> [Task description]: Every record below should be printed exactly as it appears.

Stored data
//! Region cropping for text recognition.

use crate::processors::geometry::BoundingBox;
use image::{imageops, RgbImage};

/// Crops `bbox` out of `image` with `padding` extra pixels on every
/// side, clamped to the image bounds.
///
/// Coordinates are truncated to whole pixels the way the detector's
/// float output is conventionally rasterized. The box invariant
/// guarantees a non-empty region as long as the box overlaps the image
/// at all; a box entirely outside the image yields a 1x1 region at the
/// nearest corner rather than panicking.
pub fn crop_with_padding(image: &RgbImage, bbox: &BoundingBox, padding: u32) -> RgbImage {
    let (width, height) = image.dimensions();
    let pad = padding as f32;

    let x1 = ((bbox.x1() - pad).max(0.0) as u32).min(width.saturating_sub(1));
    let y1 = ((bbox.y1() - pad).max(0.0) as u32).min(height.saturating_sub(1));
    let x2 = ((bbox.x2() + pad).max(0.0) as u32).min(width);
    let y2 = ((bbox.y2() + pad).max(0.0) as u32).min(height);

    let crop_width = (x2.saturating_sub(x1)).max(1);
    let crop_height = (y2.saturating_sub(y1)).max(1);

    imageops::crop_imm(image, x1, y1, crop_width, crop_height).to_image()
}

/// Rotates a region 90 degrees clockwise.
///
/// Used before recognizing the chart title, which is printed bottom-up
/// along the y-axis.
pub fn rotate_clockwise(image: &RgbImage) -> RgbImage {
    imageops::rotate90(image)
}
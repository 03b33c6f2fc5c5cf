//! Geometric primitives for detection handling.
//!
//! Detections arrive as axis-aligned rectangles in image space: the
//! origin is the top-left corner of the image and y grows downward, so
//! `y1` is always the top edge and `y2` the bottom edge of a box. The
//! constructor enforces strict corner ordering; a box that exists is
//! always well-formed.

use crate::core::errors::{ChartError, ChartResult};
use serde::{Deserialize, Serialize};

/// A validated axis-aligned rectangle in image coordinates.
///
/// Invariant: `x1 < x2` and `y1 < y2`. Construction and every update go
/// through [`BoundingBox::new`], so code holding a `BoundingBox` never
/// has to re-check the ordering.
#[derive(Debug, Clone, Copy, PartialEq, Serialize, Deserialize)]
#[serde(try_from = "CornerCoords")]
pub struct BoundingBox {
    x1: f32,
    y1: f32,
    x2: f32,
    y2: f32,
}

/// Unvalidated corner coordinates, used as the serde wire shape.
#[derive(Debug, Clone, Copy, Deserialize)]
struct CornerCoords {
    x1: f32,
    y1: f32,
    x2: f32,
    y2: f32,
}

impl TryFrom<CornerCoords> for BoundingBox {
    type Error = ChartError;

    fn try_from(c: CornerCoords) -> ChartResult<Self> {
        BoundingBox::new(c.x1, c.y1, c.x2, c.y2)
    }
}

impl BoundingBox {
    /// Creates a rectangle from its top-left and bottom-right corners.
    ///
    /// # Arguments
    ///
    /// * `x1` - Left edge.
    /// * `y1` - Top edge.
    /// * `x2` - Right edge.
    /// * `y2` - Bottom edge.
    ///
    /// # Returns
    ///
    /// * `Ok(BoundingBox)` - When `x1 < x2` and `y1 < y2`.
    /// * `Err(ChartError::InvalidBox)` - Otherwise.
    pub fn new(x1: f32, y1: f32, x2: f32, y2: f32) -> ChartResult<Self> {
        if x1 >= x2 || y1 >= y2 {
            return Err(ChartError::invalid_box(x1, y1, x2, y2));
        }
        Ok(Self { x1, y1, x2, y2 })
    }

    /// Left edge.
    #[inline]
    pub fn x1(&self) -> f32 {
        self.x1
    }

    /// Top edge.
    #[inline]
    pub fn y1(&self) -> f32 {
        self.y1
    }

    /// Right edge.
    #[inline]
    pub fn x2(&self) -> f32 {
        self.x2
    }

    /// Bottom edge.
    #[inline]
    pub fn y2(&self) -> f32 {
        self.y2
    }

    /// Width in pixels.
    #[inline]
    pub fn width(&self) -> f32 {
        self.x2 - self.x1
    }

    /// Height in pixels.
    #[inline]
    pub fn height(&self) -> f32 {
        self.y2 - self.y1
    }

    /// Vertical pixel span, independent of edge roles.
    ///
    /// Measurement math uses this instead of a signed difference so it
    /// can never flip sign on a detector that swaps edge conventions.
    #[inline]
    pub fn vertical_span(&self) -> f32 {
        (self.y2 - self.y1).abs()
    }
}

> [Task solution]:
//! Region cropping for text recognition.

use crate::processors::geometry::BoundingBox;
use image::{imageops, RgbImage};

/// Crops `bbox` out of `image` with `padding` extra pixels on every
/// side, clamped to the image bounds.
///
/// Coordinates are truncated to whole pixels the way the detector's
/// float output is conventionally rasterized. The box invariant
/// guarantees a non-empty region as long as the box overlaps the image
/// at all; a box entirely outside the image yields a 1x1 region at the
/// nearest corner rather than panicking.
pub fn crop_with_padding(image: &RgbImage, bbox: &BoundingBox, padding: u32) -> RgbImage {
    let (width, height) = image.dimensions();
    let pad = padding as f32;

    let x1 = ((bbox.x1() - pad).max(0.0) as u32).min(width.saturating_sub(1));
    let y1 = ((bbox.y1() - pad).max(0.0) as u32).min(height.saturating_sub(1));
    let x2 = ((bbox.x2() + pad).max(0.0) as u32).min(width);
    let y2 = ((bbox.y2() + pad).max(0.0) as u32).min(height);

    let crop_width = (x2.saturating_sub(x1)).max(1);
    let crop_height = (y2.saturating_sub(y1)).max(1);

    imageops::crop_imm(image, x1, y1, crop_width, crop_height).to_image()
}

/// Rotates a region 90 degrees clockwise.
///
/// Used before recognizing the chart title, which is printed bottom-up
/// along the y-axis.
pub fn rotate_clockwise(image: &RgbImage) -> RgbImage {
    imageops::rotate90(image)
}
repository 03b33c6f2fc5c5cf
//! Geometric primitives for detection handling.
//!
//! Detections arrive as axis-aligned rectangles in image space: the
//! origin is the top-left corner of the image and y grows downward, so
//! `y1` is always the top edge and `y2` the bottom edge of a box. The
//! constructor enforces strict corner ordering; a box that exists is
//! always well-formed.

use crate::core::errors::{ChartError, ChartResult};
use serde::{Deserialize, Serialize};

/// A validated axis-aligned rectangle in image coordinates.
///
/// Invariant: `x1 < x2` and `y1 < y2`. Construction and every update go
/// through [`BoundingBox::new`], so code holding a `BoundingBox` never
/// has to re-check the ordering.
#[derive(Debug, Clone, Copy, PartialEq, Serialize, Deserialize)]
#[serde(try_from = "CornerCoords")]
pub struct BoundingBox {
    x1: f32,
    y1: f32,
    x2: f32,
    y2: f32,
}

/// Unvalidated corner coordinates, used as the serde wire shape.
#[derive(Debug, Clone, Copy, Deserialize)]
struct CornerCoords {
    x1: f32,
    y1: f32,
    x2: f32,
    y2: f32,
}

impl TryFrom<CornerCoords> for BoundingBox {
    type Error = ChartError;

    fn try_from(c: CornerCoords) -> ChartResult<Self> {
        BoundingBox::new(c.x1, c.y1, c.x2, c.y2)
    }
}

impl BoundingBox {
    /// Creates a rectangle from its top-left and bottom-right corners.
    ///
    /// # Arguments
    ///
    /// * `x1` - Left edge.
    /// * `y1` - Top edge.
    /// * `x2` - Right edge.
    /// * `y2` - Bottom edge.
    ///
    /// # Returns
    ///
    /// * `Ok(BoundingBox)` - When `x1 < x2` and `y1 < y2`.
    /// * `Err(ChartError::InvalidBox)` - Otherwise.
    pub fn new(x1: f32, y1: f32, x2: f32, y2: f32) -> ChartResult<Self> {
        if x1 >= x2 || y1 >= y2 {
            return Err(ChartError::invalid_box(x1, y1, x2, y2));
        }
        Ok(Self { x1, y1, x2, y2 })
    }

    /// Left edge.
    #[inline]
    pub fn x1(&self) -> f32 {
        self.x1
    }

    /// Top edge.
    #[inline]
    pub fn y1(&self) -> f32 {
        self.y1
    }

    /// Right edge.
    #[inline]
    pub fn x2(&self) -> f32 {
        self.x2
    }

    /// Bottom edge.
    #[inline]
    pub fn y2(&self) -> f32 {
        self.y2
    }

    /// Width in pixels.
    #[inline]
    pub fn width(&self) -> f32 {
        self.x2 - self.x1
    }

    /// Height in pixels.
    #[inline]
    pub fn height(&self) -> f32 {
        self.y2 - self.y1
    }

    /// Vertical pixel span, independent of edge roles.
    ///
    /// Measurement math uses this instead of a signed difference so it
    /// can never flip sign on a detector that swaps edge conventions.
    #[inline]
    pub fn vertical_span(&self) -> f32 {
        (self.y2 - self.y1).abs()
    }
}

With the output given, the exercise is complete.